Traders in some markets in Accra, visited by ABC News have disclosed that they have lost trust in the financial sector despite the assurances given by the Bank of Ghana.
The Central Bank embarked on a financial cleanup exercise which led to the revocation of over more than 10 banking licenses and over 20 savings and loans companies.
The traders lamented the difficulties they have had to go through to retrieve their locked-up funds deposited in some of the financial institutions whose licenses have been revoked.
To this end, they stressed that they will prefer to keep their money in the house instead of saving in a bank and not be able to access funds when urgently needed.
As part of a series of measures aimed at sanitizing the country’s financial sector, the Bank of Ghana has since 2017 revoked the licenses of some Four Hundred and Nine (409) insolvent microfinance, Microcredit and savings and loans companies for insolvency.
In addition, about 10 banks were cleared from the banking sector space for being insolvent or engaging in wrong corporate governance practices.

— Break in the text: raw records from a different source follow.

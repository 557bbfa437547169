use crate::errors::internal::{CredentialError, InternalError};
use poem_openapi::{ApiResponse, Object, payload::Json};
use std::fmt;

/// Standardized error response for authentication endpoints
#[derive(Object, Debug)]
pub struct AuthErrorResponse {
    /// Error code identifier
    pub error: String,

    /// Human-readable error message
    pub message: String,

    /// HTTP status code
    pub status_code: u16,
}

/// Authentication error types
///
/// A failed login keeps the caller on the login page, so every variant is a
/// plain status response rather than a redirect.
#[derive(ApiResponse, Debug)]
pub enum AuthError {
    /// Invalid username or password
    #[oai(status = 401)]
    InvalidCredentials(Json<AuthErrorResponse>),

    /// Username or password missing from the form
    #[oai(status = 400)]
    MissingCredentials(Json<AuthErrorResponse>),

    /// Internal server error
    #[oai(status = 500)]
    InternalError(Json<AuthErrorResponse>),
}

impl AuthError {
    /// Create an InvalidCredentials error
    pub fn invalid_credentials() -> Self {
        AuthError::InvalidCredentials(Json(AuthErrorResponse {
            error: "invalid_credentials".to_string(),
            message: "Invalid username or password".to_string(),
            status_code: 401,
        }))
    }

    /// Create a MissingCredentials error
    pub fn missing_credentials() -> Self {
        AuthError::MissingCredentials(Json(AuthErrorResponse {
            error: "missing_credentials".to_string(),
            message: "Username and password are required".to_string(),
            status_code: 400,
        }))
    }

    /// Convert InternalError to AuthError
    ///
    /// This is the explicit conversion point from internal errors to API errors.
    /// Internal error details are logged but not exposed to clients.
    pub fn from_internal_error(err: InternalError) -> Self {
        match &err {
            InternalError::Database(_) => {
                tracing::error!("Database error in auth operation: {}", err);
                Self::internal_server_error()
            }
            InternalError::Parse { value_type, .. } => {
                tracing::error!("Parse error for {}: {}", value_type, err);
                Self::internal_server_error()
            }
            InternalError::Crypto { operation, .. } => {
                tracing::error!("Crypto error in {}: {}", operation, err);
                Self::internal_server_error()
            }

            InternalError::Credential(CredentialError::InvalidCredentials) => {
                tracing::debug!("Invalid credentials attempt");
                Self::invalid_credentials()
            }
            InternalError::Validation(e) => {
                tracing::debug!("Login form rejected: {}", e);
                Self::missing_credentials()
            }

            _ => {
                tracing::error!("Unexpected error in auth operation: {}", err);
                Self::internal_server_error()
            }
        }
    }

    /// Create a generic internal server error
    fn internal_server_error() -> Self {
        AuthError::InternalError(Json(AuthErrorResponse {
            error: "internal_error".to_string(),
            message: "An internal error occurred".to_string(),
            status_code: 500,
        }))
    }

    /// Get the error message from the error variant
    pub fn message(&self) -> String {
        match self {
            AuthError::InvalidCredentials(json) => json.0.message.clone(),
            AuthError::MissingCredentials(json) => json.0.message.clone(),
            AuthError::InternalError(json) => json.0.message.clone(),
        }
    }
}

impl fmt::Display for AuthError {
    fn fmt(&self, f: &mut fmt::Formatter<'_>) -> fmt::Result {
        write!(f, "{}", self.message())
    }
}
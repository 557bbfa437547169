use poem_openapi::Object;

/// Response model for health check endpoint
#[derive(Object, Debug)]
pub struct HealthResponse {
    /// `healthy` when the database answers, `degraded` otherwise
    pub status: String,

    /// `reachable` or `unreachable`
    pub database: String,

    /// Timestamp of the health check (ISO 8601 format)
    pub timestamp: String,
}
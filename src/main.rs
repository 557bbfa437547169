use std::sync::Arc;

use clap::Parser;
use poem::{Route, Server, listener::TcpListener};
use poem_openapi::OpenApiService;

use nodue_backend::AppData;
use nodue_backend::api::{AuthApi, DirectoryApi, HealthApi, NodueApi};
use nodue_backend::cli::{self, Cli, Commands};
use nodue_backend::config::{
    BootstrapSettings, DatabaseConnections, EnvironmentProvider, LoggingConfig, SystemEnvironment,
    init_logging,
};

#[tokio::main]
async fn main() -> Result<(), Box<dyn std::error::Error>> {
    // Load environment variables from .env file
    dotenv::dotenv().ok();

    let cli = Cli::parse();
    let env_provider: Arc<dyn EnvironmentProvider + Send + Sync> = Arc::new(SystemEnvironment);

    // Step 1: Logging
    let logging_config = LoggingConfig::from_env_provider(env_provider.as_ref());
    init_logging(&logging_config)?;

    // Step 2: Bootstrap settings
    let settings = BootstrapSettings::from_env_provider(env_provider.clone())?;

    let command = cli.command.unwrap_or(Commands::Serve);
    if command == Commands::Migrate {
        return cli::migrate::run_migrations(&settings).await;
    }

    // Step 3: Database
    let connections = DatabaseConnections::init(&settings).await?;
    connections.migrate().await?;

    // Step 4: Application data (stores and providers created once)
    let app_data = Arc::new(AppData::init(connections, env_provider.as_ref(), &settings)?);

    if command != Commands::Serve {
        return cli::execute_command(command, &app_data).await;
    }

    // Step 5: Drop sessions that expired while the server was down
    let purged = app_data
        .providers
        .authentication_provider
        .purge_expired_sessions()
        .await?;
    if purged > 0 {
        tracing::info!("Purged {} expired sessions", purged);
    }

    // Step 6: Routes
    let server_url = format!("http://localhost:{}/api", settings.server_port());
    let api_service = OpenApiService::new(
        (
            HealthApi::new(app_data.clone()),
            AuthApi::new(app_data.clone()),
            NodueApi::new(app_data.clone()),
            DirectoryApi::new(app_data.clone()),
        ),
        "No-Due Clearance API",
        env!("CARGO_PKG_VERSION"),
    )
    .server(server_url);

    let ui = api_service.swagger_ui();

    let app = Route::new()
        .nest("/api", api_service)
        .nest("/swagger", ui);

    let address = settings.server_address();
    tracing::info!("Starting server on http://{}", address);
    tracing::info!("Swagger UI available at http://localhost:{}/swagger", settings.server_port());

    Server::new(TcpListener::bind(address)).run(app).await?;

    Ok(())
}
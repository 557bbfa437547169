// DTOs - request and response bodies of the HTTP API
pub mod auth;
pub mod common;
pub mod dashboard;
pub mod directory;
pub mod nodue;
use std::fmt;
use std::str::FromStr;

/// Fixed set of roles a user can hold
///
/// The persisted spelling (`Admin`, `Student`, `HOD`, `Library`, `Staff`) is what
/// `Display` produces and what `FromStr` expects, ignoring ASCII case.
#[derive(Debug, Clone, Copy, PartialEq, Eq, Hash)]
pub enum Role {
    Admin,
    Student,
    Hod,
    Library,
    Staff,
}

impl Role {
    pub const ALL: [Role; 5] = [
        Role::Admin,
        Role::Student,
        Role::Hod,
        Role::Library,
        Role::Staff,
    ];

    pub fn as_str(&self) -> &'static str {
        match self {
            Role::Admin => "Admin",
            Role::Student => "Student",
            Role::Hod => "HOD",
            Role::Library => "Library",
            Role::Staff => "Staff",
        }
    }
}

impl fmt::Display for Role {
    fn fmt(&self, f: &mut fmt::Formatter<'_>) -> fmt::Result {
        f.write_str(self.as_str())
    }
}

impl FromStr for Role {
    type Err = String;

    fn from_str(s: &str) -> Result<Self, Self::Err> {
        Role::ALL
            .iter()
            .copied()
            .find(|role| role.as_str().eq_ignore_ascii_case(s.trim()))
            .ok_or_else(|| format!("{:?} is not a valid role", s))
    }
}
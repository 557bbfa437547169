use chrono::Utc;
use sea_orm::{ActiveModelTrait, ColumnTrait, DatabaseConnection, EntityTrait, QueryFilter, Set};
use uuid::Uuid;

use crate::errors::InternalError;
use crate::errors::internal::CredentialError;
use crate::types::db::user::{self, ActiveModel, Entity as User};
use crate::types::internal::Role;

/// Fields needed to create a user; the password is already hashed
#[derive(Debug, Clone)]
pub struct NewUser {
    pub username: String,
    pub password_hash: String,
    pub role: Role,
    pub college_name: Option<String>,
    pub branch_name: Option<String>,
}

/// UserStore manages user accounts in the database
///
/// Users are only ever created and read. There is no update or delete path;
/// a user's role is fixed at creation.
pub struct UserStore {
    db: DatabaseConnection,
}

impl UserStore {
    pub fn new(db: DatabaseConnection) -> Self {
        Self { db }
    }

    /// Add a new user to the database
    ///
    /// # Arguments
    /// * `new_user` - Account fields with the password already hashed
    ///
    /// # Returns
    /// * `Ok(user::Model)` - The created row, with a fresh UUID
    /// * `Err(InternalError)` - Credential(DuplicateUsername) if the username is taken
    pub async fn create_user(&self, new_user: NewUser) -> Result<user::Model, InternalError> {
        if self.get_user_by_username(&new_user.username).await?.is_some() {
            return Err(CredentialError::DuplicateUsername(new_user.username).into());
        }

        let model = ActiveModel {
            id: Set(Uuid::new_v4().to_string()),
            username: Set(new_user.username.clone()),
            password_hash: Set(new_user.password_hash),
            role: Set(new_user.role.as_str().to_string()),
            college_name: Set(new_user.college_name),
            branch_name: Set(new_user.branch_name),
            created_at: Set(Utc::now().timestamp()),
        };

        model.insert(&self.db).await.map_err(|e| {
            // Lost a race with a concurrent insert of the same username
            if e.to_string().contains("UNIQUE") {
                CredentialError::DuplicateUsername(new_user.username).into()
            } else {
                InternalError::database("create_user", e)
            }
        })
    }

    pub async fn get_user_by_username(&self, username: &str) -> Result<Option<user::Model>, InternalError> {
        User::find()
            .filter(user::Column::Username.eq(username))
            .one(&self.db)
            .await
            .map_err(|e| InternalError::database("get_user_by_username", e))
    }

    pub async fn get_user_by_id(&self, user_id: &str) -> Result<Option<user::Model>, InternalError> {
        User::find_by_id(user_id.to_string())
            .one(&self.db)
            .await
            .map_err(|e| InternalError::database("get_user_by_id", e))
    }
}

impl std::fmt::Debug for UserStore {
    fn fmt(&self, f: &mut std::fmt::Formatter<'_>) -> std::fmt::Result {
        f.debug_struct("UserStore").field("db", &"<connection>").finish()
    }
}
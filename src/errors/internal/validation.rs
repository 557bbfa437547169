use thiserror::Error;

#[derive(Error, Debug, PartialEq)]
pub enum ValidationError {
    #[error("Field '{field}' is required")]
    MissingField { field: String },

    #[error("Field '{field}' must be at most {max} characters")]
    FieldTooLong { field: String, max: usize },

    #[error("User {username} has no college/branch assigned")]
    IncompleteScope { username: String },
}

impl ValidationError {
    pub fn missing(field: &str) -> Self {
        Self::MissingField {
            field: field.to_string(),
        }
    }

    pub fn too_long(field: &str, max: usize) -> Self {
        Self::FieldTooLong {
            field: field.to_string(),
            max,
        }
    }
}

/// Trim a free-text form value, treating blank input as absent
///
/// # Returns
/// * `Ok(None)` - The value was missing or only whitespace
/// * `Ok(Some(text))` - Trimmed text within `max` characters
/// * `Err(ValidationError::FieldTooLong)` - Longer than `max` characters after trimming
pub fn normalize_text(field: &str, value: Option<&str>, max: usize) -> Result<Option<String>, ValidationError> {
    let Some(trimmed) = value.map(str::trim).filter(|v| !v.is_empty()) else {
        return Ok(None);
    };
    if trimmed.chars().count() > max {
        return Err(ValidationError::too_long(field, max));
    }
    Ok(Some(trimmed.to_string()))
}

/// Like [`normalize_text`] but the value must be present
pub fn require_text(field: &str, value: Option<&str>, max: usize) -> Result<String, ValidationError> {
    normalize_text(field, value, max)?.ok_or_else(|| ValidationError::missing(field))
}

Interacting with ABC News, some of these traders at Tema Station in Accra say they prefer to keep their hard-earned money at home instead of saving at ‘undependable’ banks.
A bread seller at the station told ABC News “In this Tema station, we have continually saved money and the banks have taken our monies so we won’t save in banks again. I saved at ‘Dwadifo Adamfo’ and I saved 5,000. I don’t even have any banknote anymore. I won’t save money again. I will buy a ‘susu’ box and save in it and put it under my bed when I need it, I’ll take it”
“I won’t save in the bank again, even walking for your own money is very hard, and they are stealing us, I used to save with Dwadifo Adamfo but they’ve run away with our money. I don’t have any confidence in the banking sector, now I will keep the money in the house, if I need it, I’ll take it and manage my own money, another bemoaned.
Some yam sellers at Tema Station re-echoed the concerns of their colleagues, telling ABC News that they will no longer put their monies in banks.
“See I’ve saved money small and I say I’m putting it in the bank, even if you will shut down these banks, at least make us aware that we should go for our monies, but not that as we are standing here we hear the banks have been closed down, our monies too have been locked up, we can’t go and put any monies in banks anymore, we will save little by little in our rooms, when we spend it, it is out money, I won’t put my money in the bank anymore.
As for me, I won’t go to the bank anymore, I’ll put my money in the ground cause a young woman like me, I won’t be working in the sun and someone will steal the money for the banks to be closed” they stated.
An ‘angry’ egg wholesaler told ABC News’ reporter, Adwoa Tengkorama that she will neither save with susu collectors or in savings and loans companies, but rather manage her own finances.
According to her, she had about GHc 5,000.00 in one of the now-defunct banks and doesn’t think she will make the same mistake twice.
“These small banks have spent our monies for too long, so as for me, I will keep my own money instead of saving with susu collectors or savings and loans, When it gets missing, I know I am the one who kept it. For we market women, they think we are senseless, so when they come for our monies, they’ll go and spend. I have about 5,000 ghana cedis in the collapsed bank. They think we are fools so see where I am sitting and working when it rains, I sit in it but when they come, they come for our monies and spend, so I will not save again” she said.